Question · Q3 2026
Lauren Ng asked for clarification on expectations for the Q4 comparable store sales, specifically how quarter-to-date trends relate to the guidance and what drives the anticipated acceleration. She also inquired about the impact of tariff-related expenses on Q3 gross margin and whether tariffs are the primary reason for the expected meaningful contraction in Q4 gross margin year-over-year.
Answer
EVP and CFO Robert Helm clarified that Q4 comps are currently running ahead of guidance quarter-to-date, not necessarily needing acceleration.
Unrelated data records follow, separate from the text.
//! Dialog overlay with background dimming
//!
//! Confirmation dialogs, error alerts and picker sheets are drawn on top of
//! the current frame. The frame is dimmed first so the dialog stands out
//! while the catalogue behind it keeps updating.

use ratatui::{
    buffer::Buffer,
    layout::Rect,
    style::{Color, Modifier},
    widgets::Widget,
    Frame,
};

/// Configuration for dialog appearance
#[derive(Debug, Clone, Copy)]
pub struct ModalStyle {
    /// Dim factor for background (0.0 = no dim, 1.0 = black)
    pub dim_factor: f32,
    /// Background color for the dialog area (None = transparent)
    pub bg_color: Option<Color>,
}

impl Default for ModalStyle {
    fn default() -> Self {
        Self {
            dim_factor: 0.5,
            bg_color: None,
        }
    }
}

impl ModalStyle {
    /// Style with a background color
    pub fn with_bg(bg_color: Color) -> Self {
        Self {
            bg_color: Some(bg_color),
            ..Default::default()
        }
    }
}

/// Dim everything rendered so far and clear the dialog area.
///
/// Call after the background has been drawn, then draw the dialog content
/// into `area`.
pub fn render_modal(frame: &mut Frame, area: Rect, style: &ModalStyle) {
    dim_buffer(frame.buffer_mut(), style.dim_factor);

    if let Some(bg) = style.bg_color {
        frame.render_widget(BgFill(bg), area);
    }
}

/// Scale every cell's colors toward black by `factor`.
pub fn dim_buffer(buffer: &mut Buffer, factor: f32) {
    let factor = factor.clamp(0.0, 1.0);
    if factor == 0.0 {
        return;
    }

    let area = buffer.area;
    for y in area.y..area.y.saturating_add(area.height) {
        for x in area.x..area.x.saturating_add(area.width) {
            let cell = &mut buffer[(x, y)];
            let fg = dim_color(cell.fg, factor);
            let bg = dim_color(cell.bg, factor);
            cell.set_fg(fg);
            cell.set_bg(bg);
            if matches!(cell.fg, Color::Reset) {
                cell.modifier.insert(Modifier::DIM);
            }
        }
    }
}

fn dim_color(color: Color, factor: f32) -> Color {
    let keep = 1.0 - factor;
    let scale = |c: u8| (c as f32 * keep) as u8;
    match color {
        Color::Rgb(r, g, b) => Color::Rgb(scale(r), scale(g), scale(b)),
        Color::Reset => Color::Reset,
        Color::Black => Color::Black,
        Color::White | Color::Gray if factor < 0.5 => Color::Gray,
        Color::White | Color::Gray | Color::LightRed | Color::LightGreen | Color::LightYellow
        | Color::LightBlue | Color::LightMagenta | Color::LightCyan => Color::DarkGray,
        _ if factor >= 0.5 => Color::Black,
        other => other,
    }
}

/// Fills an area with a background color
struct BgFill(Color);

impl Widget for BgFill {
    fn render(self, area: Rect, buf: &mut Buffer) {
        for y in area.y..area.y.saturating_add(area.height) {
            for x in area.x..area.x.saturating_add(area.width) {
                buf[(x, y)].set_bg(self.0);
                buf[(x, y)].set_symbol(" ");
            }
        }
    }
}

/// Centered rectangle within an area, kept one cell inside its edges
pub fn centered_rect(width: u16, height: u16, area: Rect) -> Rect {
    let width = width.min(area.width.saturating_sub(2));
    let height = height.min(area.height.saturating_sub(2));
    let x = area.x + (area.width.saturating_sub(width)) / 2;
    let y = area.y + (area.height.saturating_sub(height)) / 2;
    Rect::new(x, y, width, height)
}

/// Rectangle placed just below `anchor`, or above it when there is no room.
///
/// The result is shifted and clamped so it stays inside `bounds`.
pub fn anchored_rect(width: u16, height: u16, anchor: Rect, bounds: Rect) -> Rect {
    let width = width.min(bounds.width);
    let height = height.min(bounds.height);
    let right = bounds.x.saturating_add(bounds.width);
    let bottom = bounds.y.saturating_add(bounds.height);

    let below = anchor.y.saturating_add(anchor.height);
    let y = if below.saturating_add(height) <= bottom {
        below
    } else if anchor.y >= bounds.y.saturating_add(height) {
        anchor.y - height
    } else {
        bottom.saturating_sub(height)
    };

    let x = anchor.x.max(bounds.x).min(right.saturating_sub(width));
    Rect::new(x, y.max(bounds.y), width, height)
}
Confidence stems from consistent mid-single-digit transaction trends throughout the year and a positive low single-digit average unit retail (AUR) in Q4, a shift from the negative high single-digits in Q3. He stated that Q4 gross margin was historically planned in the mid-39% range. He noted tailwinds like lower markdowns, shrink benefits, and the ability to adjust prices on tariff-impacted products, which contribute to confidence in delivering Q4 gross margin, while maintaining conservative guidance. President and CEO Eric van der Valk added that Ollie's manages price gaps and acts as a fast follower; if tariffs decrease, the market adjusts prices, and Ollie's will adjust to maintain price gaps, not expecting an unexpected positive gross margin win.